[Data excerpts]

BEGIN

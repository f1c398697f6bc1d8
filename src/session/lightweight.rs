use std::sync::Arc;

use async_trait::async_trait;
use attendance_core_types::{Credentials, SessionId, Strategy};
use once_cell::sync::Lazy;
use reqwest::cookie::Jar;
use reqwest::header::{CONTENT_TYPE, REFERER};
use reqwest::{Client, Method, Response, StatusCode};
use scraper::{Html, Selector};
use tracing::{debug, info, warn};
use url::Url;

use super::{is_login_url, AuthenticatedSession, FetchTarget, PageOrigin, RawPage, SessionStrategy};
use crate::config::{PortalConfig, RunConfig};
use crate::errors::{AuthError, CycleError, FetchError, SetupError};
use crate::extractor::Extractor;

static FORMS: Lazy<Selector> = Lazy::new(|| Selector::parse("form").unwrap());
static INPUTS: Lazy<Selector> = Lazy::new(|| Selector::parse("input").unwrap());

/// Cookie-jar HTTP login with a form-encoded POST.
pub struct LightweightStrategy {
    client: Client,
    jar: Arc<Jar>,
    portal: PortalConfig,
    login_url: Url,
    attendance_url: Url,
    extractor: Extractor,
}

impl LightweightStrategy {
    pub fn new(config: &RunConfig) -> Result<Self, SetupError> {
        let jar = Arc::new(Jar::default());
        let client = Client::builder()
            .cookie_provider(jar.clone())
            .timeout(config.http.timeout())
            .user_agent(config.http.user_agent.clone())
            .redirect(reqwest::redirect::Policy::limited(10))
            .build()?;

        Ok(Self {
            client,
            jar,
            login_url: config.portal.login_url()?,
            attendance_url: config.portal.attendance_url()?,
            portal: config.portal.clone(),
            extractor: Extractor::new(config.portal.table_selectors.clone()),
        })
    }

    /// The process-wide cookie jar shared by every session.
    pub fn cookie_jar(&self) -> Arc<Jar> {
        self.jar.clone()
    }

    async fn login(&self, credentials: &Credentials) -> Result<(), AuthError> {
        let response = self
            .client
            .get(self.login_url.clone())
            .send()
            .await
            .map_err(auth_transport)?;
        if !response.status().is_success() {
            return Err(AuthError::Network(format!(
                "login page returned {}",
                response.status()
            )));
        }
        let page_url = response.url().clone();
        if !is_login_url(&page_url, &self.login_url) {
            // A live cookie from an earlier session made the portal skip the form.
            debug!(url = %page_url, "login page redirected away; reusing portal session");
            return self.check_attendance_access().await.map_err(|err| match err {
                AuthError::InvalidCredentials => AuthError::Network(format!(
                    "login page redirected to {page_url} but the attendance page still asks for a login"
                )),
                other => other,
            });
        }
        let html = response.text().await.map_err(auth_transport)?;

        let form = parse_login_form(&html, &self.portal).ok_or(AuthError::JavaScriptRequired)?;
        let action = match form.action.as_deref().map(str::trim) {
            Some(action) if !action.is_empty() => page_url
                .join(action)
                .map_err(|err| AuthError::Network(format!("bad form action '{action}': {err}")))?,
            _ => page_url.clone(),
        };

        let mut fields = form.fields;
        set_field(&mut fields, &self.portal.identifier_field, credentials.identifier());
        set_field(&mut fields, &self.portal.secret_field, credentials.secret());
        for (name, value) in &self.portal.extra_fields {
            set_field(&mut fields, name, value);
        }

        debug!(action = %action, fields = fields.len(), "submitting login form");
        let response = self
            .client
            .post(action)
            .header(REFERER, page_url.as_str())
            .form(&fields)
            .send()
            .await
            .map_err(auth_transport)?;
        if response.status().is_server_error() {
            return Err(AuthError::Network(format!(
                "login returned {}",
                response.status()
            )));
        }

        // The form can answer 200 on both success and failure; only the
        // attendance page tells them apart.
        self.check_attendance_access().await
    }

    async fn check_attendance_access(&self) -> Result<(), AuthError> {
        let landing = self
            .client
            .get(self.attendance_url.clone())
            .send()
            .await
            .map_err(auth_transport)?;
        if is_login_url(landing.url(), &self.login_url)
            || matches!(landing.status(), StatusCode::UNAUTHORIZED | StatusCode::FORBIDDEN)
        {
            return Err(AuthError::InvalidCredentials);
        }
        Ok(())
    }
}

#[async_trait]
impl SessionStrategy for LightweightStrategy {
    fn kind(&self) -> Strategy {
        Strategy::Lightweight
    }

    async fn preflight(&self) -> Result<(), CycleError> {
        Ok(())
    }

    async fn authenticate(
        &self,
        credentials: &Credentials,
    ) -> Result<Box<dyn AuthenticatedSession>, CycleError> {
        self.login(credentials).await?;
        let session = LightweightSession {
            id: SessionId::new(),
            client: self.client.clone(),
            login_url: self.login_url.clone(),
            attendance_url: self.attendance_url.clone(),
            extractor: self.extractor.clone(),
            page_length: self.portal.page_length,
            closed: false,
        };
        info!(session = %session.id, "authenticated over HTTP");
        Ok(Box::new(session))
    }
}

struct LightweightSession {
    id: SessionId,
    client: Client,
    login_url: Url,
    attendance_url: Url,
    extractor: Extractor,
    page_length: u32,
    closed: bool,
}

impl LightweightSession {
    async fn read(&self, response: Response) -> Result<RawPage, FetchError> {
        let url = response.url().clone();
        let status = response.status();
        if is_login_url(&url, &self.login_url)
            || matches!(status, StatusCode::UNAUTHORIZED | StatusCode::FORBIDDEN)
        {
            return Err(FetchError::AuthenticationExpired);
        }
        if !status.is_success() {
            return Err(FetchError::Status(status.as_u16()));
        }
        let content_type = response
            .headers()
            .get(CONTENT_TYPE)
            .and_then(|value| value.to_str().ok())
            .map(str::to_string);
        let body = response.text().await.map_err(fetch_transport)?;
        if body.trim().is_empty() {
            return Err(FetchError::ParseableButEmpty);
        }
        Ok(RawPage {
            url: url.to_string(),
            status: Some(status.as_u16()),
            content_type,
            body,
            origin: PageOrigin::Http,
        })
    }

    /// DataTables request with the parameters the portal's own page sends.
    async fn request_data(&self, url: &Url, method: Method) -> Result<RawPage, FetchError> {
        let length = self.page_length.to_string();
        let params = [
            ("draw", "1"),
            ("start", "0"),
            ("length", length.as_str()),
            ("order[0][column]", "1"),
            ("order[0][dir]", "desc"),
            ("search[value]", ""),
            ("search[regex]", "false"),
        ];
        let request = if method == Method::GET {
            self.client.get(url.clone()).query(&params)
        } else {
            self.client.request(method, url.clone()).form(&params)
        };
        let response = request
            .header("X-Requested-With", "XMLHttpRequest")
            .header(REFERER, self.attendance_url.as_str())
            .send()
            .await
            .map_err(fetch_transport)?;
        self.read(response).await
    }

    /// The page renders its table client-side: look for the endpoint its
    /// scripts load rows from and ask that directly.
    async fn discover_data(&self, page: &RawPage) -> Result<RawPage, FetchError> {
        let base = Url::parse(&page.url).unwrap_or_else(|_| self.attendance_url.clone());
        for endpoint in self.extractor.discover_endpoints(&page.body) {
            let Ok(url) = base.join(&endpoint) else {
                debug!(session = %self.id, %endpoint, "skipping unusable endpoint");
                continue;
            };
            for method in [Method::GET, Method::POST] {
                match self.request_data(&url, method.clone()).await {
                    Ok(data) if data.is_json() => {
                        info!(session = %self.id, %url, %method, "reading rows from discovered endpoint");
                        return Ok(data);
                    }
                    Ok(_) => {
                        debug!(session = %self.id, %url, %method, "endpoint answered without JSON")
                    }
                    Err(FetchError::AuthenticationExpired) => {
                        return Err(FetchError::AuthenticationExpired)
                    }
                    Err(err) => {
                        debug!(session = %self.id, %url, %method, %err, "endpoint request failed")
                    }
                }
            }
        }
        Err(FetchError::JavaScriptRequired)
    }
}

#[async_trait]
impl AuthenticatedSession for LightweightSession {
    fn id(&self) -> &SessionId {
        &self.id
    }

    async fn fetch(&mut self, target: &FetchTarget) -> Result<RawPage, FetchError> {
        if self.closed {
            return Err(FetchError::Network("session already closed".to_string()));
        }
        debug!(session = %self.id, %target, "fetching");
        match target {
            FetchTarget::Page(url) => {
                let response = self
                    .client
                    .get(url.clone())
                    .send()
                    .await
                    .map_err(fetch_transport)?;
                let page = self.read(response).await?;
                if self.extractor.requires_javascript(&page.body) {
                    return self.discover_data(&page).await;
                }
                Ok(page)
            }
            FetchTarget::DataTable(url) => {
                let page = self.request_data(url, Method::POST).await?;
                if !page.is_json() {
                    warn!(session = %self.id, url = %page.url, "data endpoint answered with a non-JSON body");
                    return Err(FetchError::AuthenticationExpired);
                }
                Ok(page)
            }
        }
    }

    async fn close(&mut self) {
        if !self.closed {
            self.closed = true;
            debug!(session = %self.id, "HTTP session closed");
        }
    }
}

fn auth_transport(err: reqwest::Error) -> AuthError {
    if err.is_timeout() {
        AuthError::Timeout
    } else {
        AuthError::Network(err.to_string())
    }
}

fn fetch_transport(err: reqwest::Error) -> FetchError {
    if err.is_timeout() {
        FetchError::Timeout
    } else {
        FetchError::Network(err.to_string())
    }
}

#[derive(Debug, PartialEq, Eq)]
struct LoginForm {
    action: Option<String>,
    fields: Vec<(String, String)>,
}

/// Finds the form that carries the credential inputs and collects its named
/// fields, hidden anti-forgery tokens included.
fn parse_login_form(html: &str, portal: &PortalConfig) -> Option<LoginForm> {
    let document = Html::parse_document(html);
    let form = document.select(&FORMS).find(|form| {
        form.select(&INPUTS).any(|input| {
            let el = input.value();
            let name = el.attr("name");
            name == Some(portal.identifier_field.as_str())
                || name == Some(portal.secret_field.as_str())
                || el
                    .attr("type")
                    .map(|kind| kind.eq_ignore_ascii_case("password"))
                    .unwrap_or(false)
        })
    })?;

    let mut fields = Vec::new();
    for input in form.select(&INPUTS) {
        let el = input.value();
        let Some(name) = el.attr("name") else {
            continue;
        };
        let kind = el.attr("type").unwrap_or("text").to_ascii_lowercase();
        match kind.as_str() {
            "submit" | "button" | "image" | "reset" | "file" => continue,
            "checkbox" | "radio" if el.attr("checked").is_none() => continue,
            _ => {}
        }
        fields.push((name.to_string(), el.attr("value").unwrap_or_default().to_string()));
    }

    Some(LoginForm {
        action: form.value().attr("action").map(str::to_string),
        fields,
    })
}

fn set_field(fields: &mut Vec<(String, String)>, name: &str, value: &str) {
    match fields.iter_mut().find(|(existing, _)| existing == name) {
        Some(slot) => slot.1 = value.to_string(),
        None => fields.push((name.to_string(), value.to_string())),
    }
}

END

> **Task brief**
Each line above that contains "closed" counts once; report the total of such lines and nothing more.

> **Answer section**
7